One of the more entertaining things I’ve gotten to do as a pastor for twenty years is to give counsel to engaged couples about their upcoming life together as a married couple. I say that it’s entertaining because, while I’m trying to give advice to prepare them for the blessed-but-broken road ahead, they usually have a certain look in their eyes and it says two things.
First, they stare at me, smiling politely, while communicating telepathetically, Yeah, I’m sure some couples go through that, but WE never will. We ‘GET’ each other. And second, they stare at each other, smiling in a kind of cornbally way and communicating telepathologically, This guy just doesn’t know how awesome and impenetrable the fortress of our passionate love for each other really is and how love conquers all and how you just… ‘GET’ me!
What I take a little bit of morbid delight in is the look I usually see about eighteen months later when I ask the question, “So, how’s it going?” And of course they say, “Awesome! We couldn’t be happier.” But their slightly more human smiles communicate teleregretically, Why didn’t you tell us it was going to get difficult and that even the healthiest of marriages face the tough challenge of two very different people trying to become one flesh?
So, to every pre-married and newlywed couple out there listening, let me say this emphatically: Marriage is awesome, but hard. It’s sweet, but challenging. You don’t just ‘GET’ each other. You GROW together and spend a lifetime (hopefully) figuring each other out, which is the adventure of it all.
Angie and I got married at age 19 (exactly 19 years ago TODAY, as I’m writing this, as a matter of fact). I’ll never forget the feeling that washed over me as the back doors of the auditorium opened to reveal my sweet, gorgeous bride! Her smile captivated me then, and captivates me even more now. She has my heart and I have hers and we’re hanging on for the wild ride, the sweet adventure of becoming one over a lifetime!
But I don’t always get her. And she doesn’t always get me. Sometimes I say the stupidest things, and of course what I said was never what I meant. I meant something nicer, or at least smarter. We’ve learned to look at the bigger picture. We’re secure in one another’s love. But we’re still learning each other.
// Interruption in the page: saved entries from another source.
//! Horizontal scroll tracking.

/// Horizontally scrolling camera measured in tiles.
#[derive(Clone, Copy, Debug, Default, PartialEq)]
pub struct Camera {
    position: f32,
    max_displacement: u32,
}

impl Camera {
    /// Creates a camera resting at the left edge of the level.
    #[must_use]
    pub const fn new() -> Self {
        Self {
            position: 0.0,
            max_displacement: 0,
        }
    }

    /// Scrolls by `delta` tiles and records the furthest rounded displacement.
    pub fn advance(&mut self, delta: f32) {
        self.position += delta;
        let displacement = self.position.round().abs() as u32;
        self.max_displacement = self.max_displacement.max(displacement);
    }

    /// Current horizontal offset in tiles.
    #[must_use]
    pub const fn position(&self) -> f32 {
        self.position
    }

    /// Largest `|round(position)|` ever reached. Never decreases.
    #[must_use]
    pub const fn max_displacement(&self) -> u32 {
        self.max_displacement
    }
}
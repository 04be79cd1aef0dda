#![deny(
    unsafe_code,
    missing_docs,
    dead_code,
    unused_results,
    non_snake_case,
    unreachable_pub
)]

//! Core contracts shared across the Moodscroll runtime.
//!
//! This crate defines the message surface that connects adapters, the
//! authoritative world, and pure systems. Adapters and systems submit
//! [`Command`] values describing desired mutations, the world executes those
//! commands via its `apply` entry point, and then broadcasts [`Event`] values
//! describing what actually happened. Systems read immutable world queries and
//! respond exclusively with new command batches.

use std::{borrow::Cow, collections::BTreeMap, error::Error, fmt, ops::Range, str::FromStr};

use serde::{Deserialize, Serialize};

/// Side length of a square tile measured in pixels.
pub const TILE_SIZE: u32 = 32;

/// Commands that express all permissible world mutations.
#[derive(Clone, Debug, PartialEq)]
pub enum Command {
    /// Scrolls the camera horizontally by the provided amount of tiles.
    AdvanceCamera {
        /// Signed horizontal offset applied to the camera position.
        delta: f32,
    },
    /// Runs a single frame of entity behaviour followed by the reap sweep.
    Tick,
    /// Appends whole columns to the right edge of the level grid.
    ExtendLevel {
        /// Number of columns to append.
        columns: u32,
    },
    /// Requests that a new entity is placed at the provided grid cell.
    SpawnEntity {
        /// Kind of entity to construct.
        kind: EntityKind,
        /// Column of the cell that anchors the entity.
        column: TileCoord,
        /// Row of the cell that anchors the entity.
        row: TileCoord,
    },
}

/// Events broadcast by the world after processing commands.
#[derive(Clone, Debug, PartialEq)]
pub enum Event {
    /// Reports the camera position after it scrolled.
    CameraMoved {
        /// Horizontal camera offset measured in tiles.
        position: f32,
        /// Largest rounded displacement the camera ever reached.
        max_displacement: u32,
    },
    /// Indicates that a simulation frame elapsed.
    TimeAdvanced {
        /// Index of the frame that just completed, starting at one.
        frame: u64,
    },
    /// Announces that an entity was marked dead during the update pass.
    EntityDied {
        /// Identifier of the entity that died.
        entity: EntityId,
    },
    /// Confirms that the reap sweep removed dead entities from the registry.
    EntitiesReaped {
        /// Number of entities removed by the sweep.
        count: usize,
    },
    /// Confirms that the level grid grew by whole columns.
    LevelExtended {
        /// Column count before the extension.
        previous_length: u32,
        /// Column count after the extension.
        length: u32,
    },
    /// Confirms that an entity was created.
    EntitySpawned {
        /// Identifier allocated to the entity by the world.
        entity: EntityId,
        /// Kind of entity that was created.
        kind: EntityKind,
        /// Column of the anchor cell.
        column: TileCoord,
        /// Row of the anchor cell.
        row: TileCoord,
    },
    /// Reports that a spawn request targeted a cell outside of the grid.
    SpawnRejected {
        /// Kind of entity requested.
        kind: EntityKind,
        /// Requested column.
        column: TileCoord,
        /// Requested row.
        row: TileCoord,
    },
}
//! Ownership of live entities and the two-phase update/reap cycle.

use moodscroll_core::{EntityId, EntityKind, Event, Viewport};

use crate::{
    camera::Camera,
    entity::{Behavior, Entity, Heading, PatrolTrait, Physics},
    grid::LevelGrid,
};

/// Owns every live entity and drives their per-frame behaviour.
#[derive(Clone, Debug)]
pub struct EntityRegistry {
    entities: Vec<Entity>,
    next_id: u32,
    physics: Physics,
    patrol_speed: f32,
}

impl EntityRegistry {
    /// Creates an empty registry.
    #[must_use]
    pub fn new(physics: Physics, patrol_speed: f32) -> Self {
        Self {
            entities: Vec::new(),
            next_id: 0,
            physics,
            patrol_speed,
        }
    }

    /// Number of entities currently owned, including ones marked dead this frame.
    #[must_use]
    pub fn len(&self) -> usize {
        self.entities.len()
    }

    /// Reports whether the registry owns no entities.
    #[must_use]
    pub fn is_empty(&self) -> bool {
        self.entities.is_empty()
    }

    /// Iterator over the owned entities in spawn order.
    pub fn iter(&self) -> impl Iterator<Item = &Entity> {
        self.entities.iter()
    }

    /// Creates an entity anchored at the cell and returns its identifier.
    ///
    /// Patrolling kinds start walking in `heading`; other kinds ignore it.
    pub fn spawn(&mut self, kind: EntityKind, column: u32, row: u32, heading: Heading) -> EntityId {
        let id = EntityId::new(self.next_id);
        self.next_id = self.next_id.saturating_add(1);
        let behavior = if kind.patrols() {
            Behavior::Patrol(PatrolTrait::new(heading, self.patrol_speed))
        } else {
            Behavior::Static
        };
        self.entities
            .push(Entity::new(id, kind, column, row, behavior));
        id
    }

    /// Runs every entity's behaviour once, then removes the ones that died.
    ///
    /// Entities that come within one viewport of the right edge of the screen
    /// are activated first. Death only marks an entity during the pass; the
    /// collection is not shortened until every entity has been updated.
    /// Returns the number of reaped entities.
    pub fn update(
        &mut self,
        grid: &LevelGrid,
        camera: &Camera,
        viewport: Viewport,
        out_events: &mut Vec<Event>,
    ) -> usize {
        let activation_edge =
            camera.position().floor() as i64 + 2 * i64::from(viewport.columns());
        for entity in &mut self.entities {
            if !entity.is_active() && entity.column() <= activation_edge {
                entity.activate();
            }
            let was_alive = entity.is_alive();
            entity.update(grid, self.physics);
            if was_alive && !entity.is_alive() {
                out_events.push(Event::EntityDied { entity: entity.id() });
            }
        }

        self.reap(out_events)
    }

    fn reap(&mut self, out_events: &mut Vec<Event>) -> usize {
        let before = self.entities.len();
        self.entities.retain(Entity::is_alive);
        let count = before - self.entities.len();
        if count > 0 {
            tracing::debug!(count, remaining = self.entities.len(), "reaped dead entities");
            out_events.push(Event::EntitiesReaped { count });
        }
        count
    }
}
//! Stand-in camera that reports a scripted sequence of moods.

use std::sync::atomic::{AtomicUsize, Ordering};

use moodscroll_core::{EmotionLabel, EmotionScores};
use moodscroll_system_emotion::{Frame, RegionOfInterest, Vision, VisionError};

const REPORTED_INTENSITY: f32 = 0.9;
const BACKGROUND_INTENSITY: f32 = 0.1;

/// Reports one face per capture, cycling through the configured moods.
#[derive(Debug)]
pub(crate) struct ScriptedVision {
    moods: Vec<EmotionLabel>,
    attached: bool,
    next: AtomicUsize,
}

impl ScriptedVision {
    pub(crate) fn new(moods: Vec<EmotionLabel>) -> Self {
        Self {
            moods,
            attached: true,
            next: AtomicUsize::new(0),
        }
    }

    /// A camera that is never available.
    pub(crate) fn detached() -> Self {
        Self {
            moods: Vec::new(),
            attached: false,
            next: AtomicUsize::new(0),
        }
    }
}

impl Vision for ScriptedVision {
    fn capture_frame(&self) -> Result<Frame, VisionError> {
        if !self.attached {
            return Err(VisionError::CameraUnavailable("no camera attached".into()));
        }
        Ok(Frame::new(0, 0, Vec::new()))
    }

    fn detect_faces(&self, _frame: &Frame) -> Result<Vec<RegionOfInterest>, VisionError> {
        if self.moods.is_empty() {
            return Ok(Vec::new());
        }
        Ok(vec![RegionOfInterest::new(0, 0, 0, 0)])
    }

    fn classify_region(
        &self,
        _frame: &Frame,
        _region: &RegionOfInterest,
    ) -> Result<EmotionScores, VisionError> {
        let index = self.next.fetch_add(1, Ordering::Relaxed);
        let mood = self
            .moods
            .get(index % self.moods.len().max(1))
            .copied()
            .ok_or_else(|| VisionError::Classification("no scripted moods".into()))?;

        Ok(EmotionLabel::ALL
            .into_iter()
            .map(|label| {
                let intensity = if label == mood {
                    REPORTED_INTENSITY
                } else {
                    BACKGROUND_INTENSITY
                };
                (label, intensity)
            })
            .collect())
    }
}

#[cfg(test)]
mod tests {
    use super::*;

    fn classify(vision: &ScriptedVision) -> EmotionLabel {
        let frame = vision.capture_frame().expect("attached camera");
        let faces = vision.detect_faces(&frame).expect("faces");
        vision
            .classify_region(&frame, &faces[0])
            .expect("scores")
            .dominant()
    }

    #[test]
    fn moods_cycle_per_capture() {
        let vision = ScriptedVision::new(vec![EmotionLabel::Happy, EmotionLabel::Angry]);
        assert_eq!(classify(&vision), EmotionLabel::Happy);
        assert_eq!(classify(&vision), EmotionLabel::Angry);
        assert_eq!(classify(&vision), EmotionLabel::Happy);
    }

    #[test]
    fn detached_camera_fails_to_capture() {
        let vision = ScriptedVision::detached();
        assert!(matches!(
            vision.capture_frame(),
            Err(VisionError::CameraUnavailable(_))
        ));
    }
}
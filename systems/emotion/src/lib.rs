#![deny(
    unsafe_code,
    missing_docs,
    dead_code,
    unused_results,
    non_snake_case,
    unreachable_pub
)]

//! Background emotion sampler that feeds the level's mood-driven content.
//!
//! The sampler is ticked from the simulation loop. On a fixed frame cadence it
//! hands one capture job to the rayon pool, never more than one at a time, and
//! the job appends whatever faces it classified to a shared buffer. The loop
//! later drains that buffer through [`MoodSource::dominant_emotion`].

mod vision;

pub use vision::{Frame, RegionOfInterest, Vision, VisionError};

use std::{
    panic::{self, AssertUnwindSafe},
    sync::{
        atomic::{AtomicBool, Ordering},
        Arc, Mutex, MutexGuard, PoisonError,
    },
};

use moodscroll_core::{strongest, EmotionLabel, EmotionSample, MoodSource};

const DEFAULT_CAPTURE_INTERVAL: u64 = 30;

/// Configuration parameters required to construct the sampler.
#[derive(Clone, Copy, Debug, PartialEq, Eq)]
pub struct Config {
    capture_interval: u64,
}

impl Config {
    /// Creates a configuration that captures every `capture_interval` frames.
    /// Zero disables capturing.
    #[must_use]
    pub const fn new(capture_interval: u64) -> Self {
        Self { capture_interval }
    }

    /// Number of frames between capture attempts.
    #[must_use]
    pub const fn capture_interval(&self) -> u64 {
        self.capture_interval
    }
}

impl Default for Config {
    fn default() -> Self {
        Self::new(DEFAULT_CAPTURE_INTERVAL)
    }
}

/// What a call to [`EmotionSampler::tick`] did.
#[derive(Clone, Copy, Debug, PartialEq, Eq)]
pub enum TickOutcome {
    /// The frame is not on the capture cadence.
    Waiting,
    /// The frame is on the cadence but the previous job is still running.
    Busy,
    /// A capture job was handed to the worker pool.
    Launched,
}

/// Clears the in-flight flag when the capture job ends, however it ends.
struct InFlight(Arc<AtomicBool>);

impl Drop for InFlight {
    fn drop(&mut self) {
        self.0.store(false, Ordering::Release);
    }
}

/// Samples the player's emotions off the simulation thread.
pub struct EmotionSampler<V: Vision> {
    vision: Arc<V>,
    samples: Arc<Mutex<Vec<EmotionSample>>>,
    in_flight: Arc<AtomicBool>,
    capture_interval: u64,
    frame: u64,
}

impl<V: Vision> EmotionSampler<V> {
    /// Creates a sampler driving the provided vision backend.
    #[must_use]
    pub fn new(vision: V, config: Config) -> Self {
        Self {
            vision: Arc::new(vision),
            samples: Arc::new(Mutex::new(Vec::new())),
            in_flight: Arc::new(AtomicBool::new(false)),
            capture_interval: config.capture_interval,
            frame: 0,
        }
    }

    /// Vision backend shared with the capture job.
    #[must_use]
    pub fn vision(&self) -> &V {
        &self.vision
    }

    /// Number of frames ticked so far.
    #[must_use]
    pub const fn frame(&self) -> u64 {
        self.frame
    }

    /// Reports whether a capture job is currently running.
    #[must_use]
    pub fn is_sampling(&self) -> bool {
        self.in_flight.load(Ordering::Acquire)
    }

    /// Number of samples waiting to be drained.
    #[must_use]
    pub fn buffered(&self) -> usize {
        lock(&self.samples).len()
    }

    /// Advances the frame counter and launches a capture job when one is due.
    ///
    /// Never blocks on the running job. The in-flight flag is claimed before
    /// the job is spawned, so two ticks can never both launch.
    pub fn tick(&mut self) -> TickOutcome {
        self.frame = self.frame.wrapping_add(1);
        if self.capture_interval == 0 || self.frame % self.capture_interval != 0 {
            return TickOutcome::Waiting;
        }

        if self
            .in_flight
            .compare_exchange(false, true, Ordering::AcqRel, Ordering::Acquire)
            .is_err()
        {
            tracing::debug!(frame = self.frame, "previous emotion capture still running");
            return TickOutcome::Busy;
        }

        let guard = InFlight(Arc::clone(&self.in_flight));
        let backend = Arc::clone(&self.vision);
        let samples = Arc::clone(&self.samples);
        rayon::spawn(move || {
            let _guard = guard;
            match panic::catch_unwind(AssertUnwindSafe(|| vision::observe(&*backend))) {
                Ok(observed) if observed.is_empty() => {}
                Ok(observed) => {
                    let count = observed.len();
                    lock(&samples).extend(observed);
                    tracing::debug!(count, "buffered emotion samples");
                }
                Err(_) => tracing::error!("vision backend panicked during capture"),
            }
        });
        TickOutcome::Launched
    }
}

impl<V: Vision> MoodSource for EmotionSampler<V> {
    fn dominant_emotion(&self) -> EmotionLabel {
        let mut samples = lock(&self.samples);
        let label = aggregate(&samples);
        tracing::debug!(samples = samples.len(), %label, "drained emotion buffer");
        samples.clear();
        label
    }
}

fn lock(samples: &Mutex<Vec<EmotionSample>>) -> MutexGuard<'_, Vec<EmotionSample>> {
    samples.lock().unwrap_or_else(PoisonError::into_inner)
}

/// Label with the highest mean intensity. Labels a sample did not score count as zero.
fn aggregate(samples: &[EmotionSample]) -> EmotionLabel {
    if samples.is_empty() {
        return EmotionLabel::Neutral;
    }
    let count = samples.len() as f32;
    strongest(EmotionLabel::ALL.into_iter().map(|label| {
        let total: f32 = samples
            .iter()
            .map(|sample| sample.scores().get(label))
            .sum();
        (label, total / count)
    }))
}

#[cfg(test)]
mod tests {
    use super::*;
    use moodscroll_core::EmotionScores;

    struct NoCamera;

    impl Vision for NoCamera {
        fn capture_frame(&self) -> Result<Frame, VisionError> {
            Err(VisionError::CameraUnavailable("no device".into()))
        }

        fn detect_faces(&self, _frame: &Frame) -> Result<Vec<RegionOfInterest>, VisionError> {
            Ok(Vec::new())
        }

        fn classify_region(
            &self,
            _frame: &Frame,
            _region: &RegionOfInterest,
        ) -> Result<EmotionScores, VisionError> {
            Ok(EmotionScores::new())
        }
    }

    fn sample(scores: &[(EmotionLabel, f32)]) -> EmotionSample {
        EmotionSample::from_scores(scores.iter().copied().collect())
    }

    fn buffer(sampler: &EmotionSampler<NoCamera>, samples: Vec<EmotionSample>) {
        lock(&sampler.samples).extend(samples);
    }

    #[test]
    fn mean_intensity_picks_the_dominant_label() {
        let sampler = EmotionSampler::new(NoCamera, Config::default());
        buffer(
            &sampler,
            vec![
                sample(&[(EmotionLabel::Happy, 0.8), (EmotionLabel::Sad, 0.2)]),
                sample(&[(EmotionLabel::Happy, 0.6), (EmotionLabel::Sad, 0.4)]),
            ],
        );
        assert_eq!(sampler.dominant_emotion(), EmotionLabel::Happy);
    }

    #[test]
    fn absent_labels_pull_the_mean_down() {
        let sampler = EmotionSampler::new(NoCamera, Config::default());
        buffer(
            &sampler,
            vec![
                sample(&[(EmotionLabel::Angry, 0.9)]),
                sample(&[(EmotionLabel::Sad, 0.6)]),
                sample(&[(EmotionLabel::Sad, 0.6)]),
            ],
        );
        assert_eq!(sampler.dominant_emotion(), EmotionLabel::Sad);
    }

    #[test]
    fn reading_the_mood_drains_the_buffer() {
        let sampler = EmotionSampler::new(NoCamera, Config::default());
        buffer(&sampler, vec![sample(&[(EmotionLabel::Fear, 0.7)])]);

        assert_eq!(sampler.dominant_emotion(), EmotionLabel::Fear);
        assert_eq!(sampler.buffered(), 0);
        assert_eq!(sampler.dominant_emotion(), EmotionLabel::Neutral);
    }

    #[test]
    fn ties_resolve_in_canonical_order() {
        let sampler = EmotionSampler::new(NoCamera, Config::default());
        buffer(
            &sampler,
            vec![sample(&[(EmotionLabel::Surprise, 0.5), (EmotionLabel::Angry, 0.5)])],
        );
        assert_eq!(sampler.dominant_emotion(), EmotionLabel::Angry);
    }

    #[test]
    fn ticks_wait_for_the_capture_interval() {
        let mut sampler = EmotionSampler::new(NoCamera, Config::new(3));
        assert_eq!(sampler.tick(), TickOutcome::Waiting);
        assert_eq!(sampler.tick(), TickOutcome::Waiting);
        assert_eq!(sampler.tick(), TickOutcome::Launched);
        assert_eq!(sampler.frame(), 3);
    }

    #[test]
    fn zero_interval_never_launches() {
        let mut sampler = EmotionSampler::new(NoCamera, Config::new(0));
        for _ in 0..100 {
            assert_eq!(sampler.tick(), TickOutcome::Waiting);
        }
        assert!(!sampler.is_sampling());
    }

    #[test]
    fn poisoned_buffer_is_recovered() {
        let sampler = EmotionSampler::new(NoCamera, Config::default());
        let samples = Arc::clone(&sampler.samples);
        let _ = std::thread::spawn(move || {
            let _held = samples.lock();
            panic!("poison the buffer");
        })
        .join();

        buffer(&sampler, vec![sample(&[(EmotionLabel::Disgust, 1.0)])]);
        assert_eq!(sampler.dominant_emotion(), EmotionLabel::Disgust);
    }
}
//! Subscription registry: the authoritative "desired" set.
//!
//! The registry records what the caller wants to be subscribed to,
//! independent of connection state. The wire is merely a projection of it:
//! after any reconnect the driver replays every entry, so membership here is
//! the single source of truth. Entries survive reconnects until explicitly
//! removed.

use std::collections::BTreeSet;

use crate::protocol::Subscription;

#[derive(Debug, Default)]
pub struct SubscriptionRegistry {
    entries: BTreeSet<Subscription>,
}

impl SubscriptionRegistry {
    pub fn new() -> Self {
        Self::default()
    }

    /// Records a subscription. Idempotent; returns true if newly inserted.
    pub fn add(&mut self, subscription: Subscription) -> bool {
        self.entries.insert(subscription)
    }

    /// Removes a subscription; returns true if it was present.
    pub fn remove(&mut self, subscription: &Subscription) -> bool {
        self.entries.remove(subscription)
    }

    pub fn contains(&self, subscription: &Subscription) -> bool {
        self.entries.contains(subscription)
    }

    pub fn clear(&mut self) {
        self.entries.clear();
    }

    pub fn len(&self) -> usize {
        self.entries.len()
    }

    pub fn is_empty(&self) -> bool {
        self.entries.is_empty()
    }

    /// Iterates in deterministic (channel, subject) order.
    pub fn iter(&self) -> impl Iterator<Item = &Subscription> {
        self.entries.iter()
    }

    pub fn snapshot(&self) -> Vec<Subscription> {
        self.entries.iter().cloned().collect()
    }
}

#[cfg(test)]
mod tests {
    use super::*;
    use crate::protocol::Channel;

    fn sub(channel: Channel, subject: &str) -> Subscription {
        Subscription::new(channel, subject)
    }

    #[test]
    fn test_add_is_idempotent() {
        let mut registry = SubscriptionRegistry::new();
        assert!(registry.add(sub(Channel::Market, "X")));
        assert!(!registry.add(sub(Channel::Market, "X")));
        assert_eq!(registry.len(), 1);
    }

    #[test]
    fn test_remove_missing_is_noop() {
        let mut registry = SubscriptionRegistry::new();
        assert!(!registry.remove(&sub(Channel::Trades, "X")));
        registry.add(sub(Channel::Trades, "X"));
        assert!(registry.remove(&sub(Channel::Trades, "X")));
        assert!(registry.is_empty());
    }

    #[test]
    fn test_same_subject_different_channels() {
        let mut registry = SubscriptionRegistry::new();
        registry.add(sub(Channel::Market, "X"));
        registry.add(sub(Channel::Orderbook, "X"));
        assert_eq!(registry.len(), 2);
        registry.remove(&sub(Channel::Market, "X"));
        assert!(registry.contains(&sub(Channel::Orderbook, "X")));
    }

    #[test]
    fn test_final_set_equals_subscribes_minus_unsubscribes() {
        // registry content is insensitive to call interleaving
        let mut registry = SubscriptionRegistry::new();
        registry.add(sub(Channel::Market, "A"));
        registry.add(sub(Channel::Market, "B"));
        registry.remove(&sub(Channel::Market, "A"));
        registry.add(sub(Channel::Market, "C"));
        registry.add(sub(Channel::Market, "B"));
        registry.remove(&sub(Channel::Market, "D"));

        let remaining: Vec<String> =
            registry.iter().map(|s| s.subject.clone()).collect();
        assert_eq!(remaining, vec!["B".to_string(), "C".to_string()]);
    }

    #[test]
    fn test_iteration_order_is_deterministic() {
        let mut registry = SubscriptionRegistry::new();
        registry.add(sub(Channel::Trades, "B"));
        registry.add(sub(Channel::Market, "Z"));
        registry.add(sub(Channel::Market, "A"));

        let first: Vec<Subscription> = registry.snapshot();
        let second: Vec<Subscription> = registry.snapshot();
        assert_eq!(first, second);
        assert_eq!(first[0], sub(Channel::Market, "A"));
        assert_eq!(first[1], sub(Channel::Market, "Z"));
        assert_eq!(first[2], sub(Channel::Trades, "B"));
    }
}
/// Close code reported when the peer vanished without a close frame.
const ABNORMAL_CLOSE_CODE: u16 = 1006;
/// Close code used when heartbeat liveness is lost.
const STALE_CLOSE_CODE: u16 = 4000;
/// How often pending-request deadlines are checked while the link is open.
const PENDING_SWEEP_INTERVAL: Duration = Duration::from_millis(100);
/// Wakeup period while there is nothing scheduled.
const IDLE_TICK: Duration = Duration::from_secs(60);

/// How an open session ended.
enum SessionEnd {
    /// Caller-initiated close (code 1000). Never reconnects.
    Clean { done: Option<oneshot::Sender<()>> },
    /// The link dropped; reconnection follows.
    Lost { code: u16, reason: String },
    /// The client handle was dropped; the driver exits.
    Shutdown,
}

enum OfflineOutcome {
    /// The retry deadline fired.
    Deadline,
    /// The caller asked to connect (again).
    Connect,
    /// The caller asked to stop; any scheduled retry is cancelled.
    Stopped,
    Shutdown,
}

pub(super) struct Driver {
    config: StreamConfig,
    cmd_rx: mpsc::UnboundedReceiver<Command>,
    event_tx: mpsc::Sender<StreamEvent>,
    state_tx: watch::Sender<ConnectionState>,
    registry: SubscriptionRegistry,
    queue: OutboundQueue,
    pending: PendingRequests,
    next_message_id: u64,
}
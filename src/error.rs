//! Error taxonomy for the stream client.
//!
//! Transient connection failures are handled by the reconnect policy and
//! surface only as `Disconnected`/`ReconnectFailed` events; these errors are
//! what callers see on their own requests.

use thiserror::Error;

use crate::protocol::DecodeError;

#[derive(Debug, Error)]
pub enum StreamError {
    /// Initial open never completed within the connect timeout.
    #[error("connect timed out")]
    ConnectTimeout,

    /// Heartbeat liveness lost; the connection was forcibly closed.
    #[error("stale connection, no liveness ack")]
    StaleConnection,

    /// Malformed incoming frame. Non-fatal: logged and dropped.
    #[error(transparent)]
    Decode(#[from] DecodeError),

    /// Failed to serialize an outgoing command.
    #[error("encode failed: {0}")]
    Encode(#[from] serde_json::Error),

    /// A correlated response never arrived within the request timeout.
    #[error("request timed out")]
    RequestTimeout,

    /// The connection was torn down while the request was in flight.
    #[error("connection closed")]
    ConnectionClosed,

    /// The server rejected a subscribe/unsubscribe.
    #[error("subscription rejected: {0}")]
    Subscription(String),

    /// Terminal: reconnect attempts exhausted. A new `connect()` call is
    /// required to resume.
    #[error("reconnect attempts exhausted")]
    ReconnectExhausted,

    /// Underlying WebSocket transport failure.
    #[error("transport error: {0}")]
    Transport(#[from] tokio_tungstenite::tungstenite::Error),

    /// The client's driver task is gone.
    #[error("client is shut down")]
    ClientClosed,
}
Let me zero in on men for a second. You need to know this from the beginning, but even if your decades in, it’s not to late to learn it. Guys, she doesn’t “just get” you. She doesn’t know. She’s uneducated in the nuances of maleness. Even if she had a great Dad and seventeen protective brothers, she’s still female, and therefore different. We often make jokes about how women are impossible to understand. But let’s be honest, those jokes work both ways.
Women can’t figure men out either. And we don’t exactly hand them a clear instruction manual. Let me give you some examples:
- She probably doesn’t understand that you’re driven to achieve singular goals that, once accomplished, are put behind you. So she probably doesn’t understand why you were finished pursuing her once she said “I do” and the marriage goal was conquered. You need to know this to fight against it and stay in hot pursuit of her!
- She probably doesn’t understand that deep inside of you, underneath the grown-up-man exterior, is a little boy who is often scared, and scared to admit that he’s scared.
- She probably doesn’t understand why you struggle with lust. Many women do, too, but it’s often a different kind of struggle. While this is changing in our culture, many more men than women are addicted to porn, real or imagined. Your temptation may seem quite shocking and very deeply personal to her. Make room for this and take steps to walk in victory in this area (another post is coming soon about this issue).
- She probably doesn’t understand why everything has to be so stinkin’ logical! It might drive her nuts that you can’t accept, at emotional face value, why something needs to happen.
The list goes on. And these are, admittedly, generalizations that may not apply to every marriage. But this fact remains. God chose two human beings, with unique personalities and experiences, and put you at the same place and time so you’d meet, fall in love, and spend your whole lives trying to become grafted together as one flesh.
You don’t always get her. She doesn’t always get you. But the adventure of trying to get each other is what marriage is all about. So open up. Talk. Share. Pour out the mess inside. And listen. Ask questions. Invite conversations, even when they’re awkward. Keep learning.
Trust me, she’s worth it. I thought, when I married Angie nineteen years ago, that she was pretty awesome. Then came all the tough seasons of really getting to know each other. And after nearly two decades of being husband and wife, I’m more amazed than ever at the prize God gave me, at her wisdom, her grace, her leadership, her beauty. She’s out of my league and I’m excited to keep chasing her!
And here’s the good news. God totally gets you. He knows your faults and weaknesses, and he loves you in spite of all of them. He sent his Son to the cross for you and raised him from the dead to redeem you and save you. There is hope. There is grace. And when two people learn the unforced rhythms of grace, we can thrive even while struggling to piece together the puzzle that is our marriage union.